------ THE DATA ------
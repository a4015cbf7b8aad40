//! The signing pipeline.
//!
//! Validate → resolve key → hash batch → build call → sign → encode.
//! Each stage runs only if the previous one succeeded, and nothing is
//! submitted to a network: the output is a signed transaction the caller
//! may broadcast.
//!
//! Nonce and gas price are taken from the request as-is. Two concurrent
//! requests for the same account with the same nonce will both be signed;
//! keeping nonces unique is the caller's job.

use std::fmt;

use ethers_core::types::{Address, U256};
use ethers_core::utils::to_checksum;
use tracing::{debug, info, warn, Instrument};
use uuid::Uuid;

use crate::abi::load_abi;
use crate::config::SignerConfig;
use crate::encoding::{build_append_state_batch, TxParams};
use crate::error::{Result, SignerError};
use crate::hashing::hash_batch;
use crate::key::resolve;
use crate::keystore::KeyStore;
use crate::signing::{sign_legacy, SignedTransaction};
use crate::types::{SigningRequest, SigningResponse};
use crate::util::{bytes_to_0x, parse_addr, valid_number, valid_u64};

/// Largest chain id whose EIP-155 `v = recid + 35 + 2 * chainId` fits in a u64 (EIP-2294).
pub const MAX_CHAIN_ID: u64 = (u64::MAX - 36) / 2;

#[derive(Clone, Copy, Debug, PartialEq, Eq)]
pub enum Stage {
    Validating,
    Resolving,
    Hashing,
    Building,
    Signing,
    Encoding,
}

impl fmt::Display for Stage {
    fn fmt(&self, f: &mut fmt::Formatter<'_>) -> fmt::Result {
        let s = match self {
            Stage::Validating => "validating",
            Stage::Resolving => "resolving",
            Stage::Hashing => "hashing",
            Stage::Building => "building",
            Stage::Signing => "signing",
            Stage::Encoding => "encoding",
        };
        f.write_str(s)
    }
}

/// Request after every field has been checked.
#[derive(Clone, Debug, PartialEq, Eq)]
pub struct ValidatedRequest {
    pub wallet_name: String,
    pub account: Address,
    pub contract: Address,
    pub start_index: U256,
    pub params: TxParams,
}

/// Check every field of `req` plus the configured chain id.
/// The batch is only checked for emptiness; its elements are decoded while hashing.
pub fn validate(req: &SigningRequest, config: &SignerConfig) -> Result<ValidatedRequest> {
    let invalid = |field: &str| SignerError::validation(format!("invalid {field}"));

    if req.wallet_name.trim().is_empty() {
        return Err(invalid("walletName"));
    }
    let account = parse_addr(&req.account_address).ok_or_else(|| invalid("accountAddress"))?;
    let contract = parse_addr(&req.contract).ok_or_else(|| invalid("contract"))?;

    let chain_id = valid_u64(&config.chain_id)
        .filter(|id| (1..=MAX_CHAIN_ID).contains(id))
        .ok_or_else(|| SignerError::validation("invalid chain ID"))?;
    let gas_price = valid_number(&req.gas_price).ok_or_else(|| invalid("gasPrice"))?;
    let nonce = valid_u64(&req.nonce).ok_or_else(|| invalid("nonce"))?;
    let start_index = valid_number(&req.start_index).ok_or_else(|| invalid("startIndex"))?;
    let gas_limit = match req.gas_limit.as_deref() {
        Some(raw) => valid_u64(raw).ok_or_else(|| invalid("gasLimit"))?,
        None => config.default_gas_limit,
    };

    if req.batch.is_empty() {
        return Err(SignerError::validation("invalid batch - empty"));
    }

    Ok(ValidatedRequest {
        wallet_name: req.wallet_name.clone(),
        account,
        contract,
        start_index,
        params: TxParams { gas_price, gas_limit, nonce, chain_id },
    })
}

/// Compose the result record from the signed transaction.
pub fn encode_response(signed: &SignedTransaction) -> SigningResponse {
    let tx = signed.transaction();
    SigningResponse {
        contract: to_checksum(&tx.to, None),
        transaction_hash: format!("{:#x}", signed.hash()),
        signed_transaction: bytes_to_0x(signed.raw()),
        from: to_checksum(&signed.from(), None),
        nonce: tx.params.nonce,
        gas_price: tx.params.gas_price.to_string(),
        gas_limit: tx.params.gas_limit,
    }
}

/// Run one request through every stage.
pub async fn process_request(
    store: &dyn KeyStore,
    config: &SignerConfig,
    req: &SigningRequest,
) -> Result<SigningResponse> {
    let span = tracing::info_span!(
        "sign_request",
        request_id = %Uuid::new_v4(),
        wallet = %req.wallet_name,
        batch_len = req.batch.len(),
    );

    async {
        let mut stage = Stage::Validating;
        let res = run_stages(store, config, req, &mut stage).await;
        match &res {
            Ok(resp) => info!(
                tx_hash = %resp.transaction_hash,
                nonce = resp.nonce,
                "signed state batch"
            ),
            Err(e) => warn!(%stage, kind = e.kind(), reason = e.reason(), "signing request aborted"),
        }
        res
    }
    .instrument(span)
    .await
}

async fn run_stages(
    store: &dyn KeyStore,
    config: &SignerConfig,
    req: &SigningRequest,
    stage: &mut Stage,
) -> Result<SigningResponse> {
    debug!(stage = %stage);
    let valid = validate(req, config)?;

    *stage = Stage::Resolving;
    debug!(stage = %stage, account = %to_checksum(&valid.account, None));
    let account = resolve(store, &valid.wallet_name, &valid.account).await?;

    *stage = Stage::Hashing;
    debug!(stage = %stage);
    let digests = hash_batch(&req.batch)?;

    *stage = Stage::Building;
    debug!(stage = %stage, contract = %to_checksum(&valid.contract, None));
    let abi = load_abi().map_err(|e| SignerError::signing(format!("{e:#}")))?;
    let tx = build_append_state_batch(&abi, valid.contract, &digests, valid.start_index, valid.params)
        .map_err(|e| SignerError::signing(format!("building call: {e:#}")))?;

    *stage = Stage::Signing;
    debug!(stage = %stage, index = account.index);
    let signed = sign_legacy(&account.wallet, &tx, &config.limits()).await?;
    drop(account);

    *stage = Stage::Encoding;
    debug!(stage = %stage);
    Ok(encode_response(&signed))
}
------
Repeat the whole listing verbatim.

RESPONSE -
repository a4015cbf7b8aad40
//! The signing pipeline.
//!
//! Validate → resolve key → hash batch → build call → sign → encode.
//! Each stage runs only if the previous one succeeded, and nothing is
//! submitted to a network: the output is a signed transaction the caller
//! may broadcast.
//!
//! Nonce and gas price are taken from the request as-is. Two concurrent
//! requests for the same account with the same nonce will both be signed;
//! keeping nonces unique is the caller's job.

use std::fmt;

use ethers_core::types::{Address, U256};
use ethers_core::utils::to_checksum;
use tracing::{debug, info, warn, Instrument};
use uuid::Uuid;

use crate::abi::load_abi;
use crate::config::SignerConfig;
use crate::encoding::{build_append_state_batch, TxParams};
use crate::error::{Result, SignerError};
use crate::hashing::hash_batch;
use crate::key::resolve;
use crate::keystore::KeyStore;
use crate::signing::{sign_legacy, SignedTransaction};
use crate::types::{SigningRequest, SigningResponse};
use crate::util::{bytes_to_0x, parse_addr, valid_number, valid_u64};

/// Largest chain id whose EIP-155 `v = recid + 35 + 2 * chainId` fits in a u64 (EIP-2294).
pub const MAX_CHAIN_ID: u64 = (u64::MAX - 36) / 2;

#[derive(Clone, Copy, Debug, PartialEq, Eq)]
pub enum Stage {
    Validating,
    Resolving,
    Hashing,
    Building,
    Signing,
    Encoding,
}

impl fmt::Display for Stage {
    fn fmt(&self, f: &mut fmt::Formatter<'_>) -> fmt::Result {
        let s = match self {
            Stage::Validating => "validating",
            Stage::Resolving => "resolving",
            Stage::Hashing => "hashing",
            Stage::Building => "building",
            Stage::Signing => "signing",
            Stage::Encoding => "encoding",
        };
        f.write_str(s)
    }
}

/// Request after every field has been checked.
#[derive(Clone, Debug, PartialEq, Eq)]
pub struct ValidatedRequest {
    pub wallet_name: String,
    pub account: Address,
    pub contract: Address,
    pub start_index: U256,
    pub params: TxParams,
}

/// Check every field of `req` plus the configured chain id.
/// The batch is only checked for emptiness; its elements are decoded while hashing.
pub fn validate(req: &SigningRequest, config: &SignerConfig) -> Result<ValidatedRequest> {
    let invalid = |field: &str| SignerError::validation(format!("invalid {field}"));

    if req.wallet_name.trim().is_empty() {
        return Err(invalid("walletName"));
    }
    let account = parse_addr(&req.account_address).ok_or_else(|| invalid("accountAddress"))?;
    let contract = parse_addr(&req.contract).ok_or_else(|| invalid("contract"))?;

    let chain_id = valid_u64(&config.chain_id)
        .filter(|id| (1..=MAX_CHAIN_ID).contains(id))
        .ok_or_else(|| SignerError::validation("invalid chain ID"))?;
    let gas_price = valid_number(&req.gas_price).ok_or_else(|| invalid("gasPrice"))?;
    let nonce = valid_u64(&req.nonce).ok_or_else(|| invalid("nonce"))?;
    let start_index = valid_number(&req.start_index).ok_or_else(|| invalid("startIndex"))?;
    let gas_limit = match req.gas_limit.as_deref() {
        Some(raw) => valid_u64(raw).ok_or_else(|| invalid("gasLimit"))?,
        None => config.default_gas_limit,
    };

    if req.batch.is_empty() {
        return Err(SignerError::validation("invalid batch - empty"));
    }

    Ok(ValidatedRequest {
        wallet_name: req.wallet_name.clone(),
        account,
        contract,
        start_index,
        params: TxParams { gas_price, gas_limit, nonce, chain_id },
    })
}

/// Compose the result record from the signed transaction.
pub fn encode_response(signed: &SignedTransaction) -> SigningResponse {
    let tx = signed.transaction();
    SigningResponse {
        contract: to_checksum(&tx.to, None),
        transaction_hash: format!("{:#x}", signed.hash()),
        signed_transaction: bytes_to_0x(signed.raw()),
        from: to_checksum(&signed.from(), None),
        nonce: tx.params.nonce,
        gas_price: tx.params.gas_price.to_string(),
        gas_limit: tx.params.gas_limit,
    }
}

/// Run one request through every stage.
pub async fn process_request(
    store: &dyn KeyStore,
    config: &SignerConfig,
    req: &SigningRequest,
) -> Result<SigningResponse> {
    let span = tracing::info_span!(
        "sign_request",
        request_id = %Uuid::new_v4(),
        wallet = %req.wallet_name,
        batch_len = req.batch.len(),
    );

    async {
        let mut stage = Stage::Validating;
        let res = run_stages(store, config, req, &mut stage).await;
        match &res {
            Ok(resp) => info!(
                tx_hash = %resp.transaction_hash,
                nonce = resp.nonce,
                "signed state batch"
            ),
            Err(e) => warn!(%stage, kind = e.kind(), reason = e.reason(), "signing request aborted"),
        }
        res
    }
    .instrument(span)
    .await
}

async fn run_stages(
    store: &dyn KeyStore,
    config: &SignerConfig,
    req: &SigningRequest,
    stage: &mut Stage,
) -> Result<SigningResponse> {
    debug!(stage = %stage);
    let valid = validate(req, config)?;

    *stage = Stage::Resolving;
    debug!(stage = %stage, account = %to_checksum(&valid.account, None));
    let account = resolve(store, &valid.wallet_name, &valid.account).await?;

    *stage = Stage::Hashing;
    debug!(stage = %stage);
    let digests = hash_batch(&req.batch)?;

    *stage = Stage::Building;
    debug!(stage = %stage, contract = %to_checksum(&valid.contract, None));
    let abi = load_abi().map_err(|e| SignerError::signing(format!("{e:#}")))?;
    let tx = build_append_state_batch(&abi, valid.contract, &digests, valid.start_index, valid.params)
        .map_err(|e| SignerError::signing(format!("building call: {e:#}")))?;

    *stage = Stage::Signing;
    debug!(stage = %stage, index = account.index);
    let signed = sign_legacy(&account.wallet, &tx, &config.limits()).await?;
    drop(account);

    *stage = Stage::Encoding;
    debug!(stage = %stage);
    Ok(encode_response(&signed))
}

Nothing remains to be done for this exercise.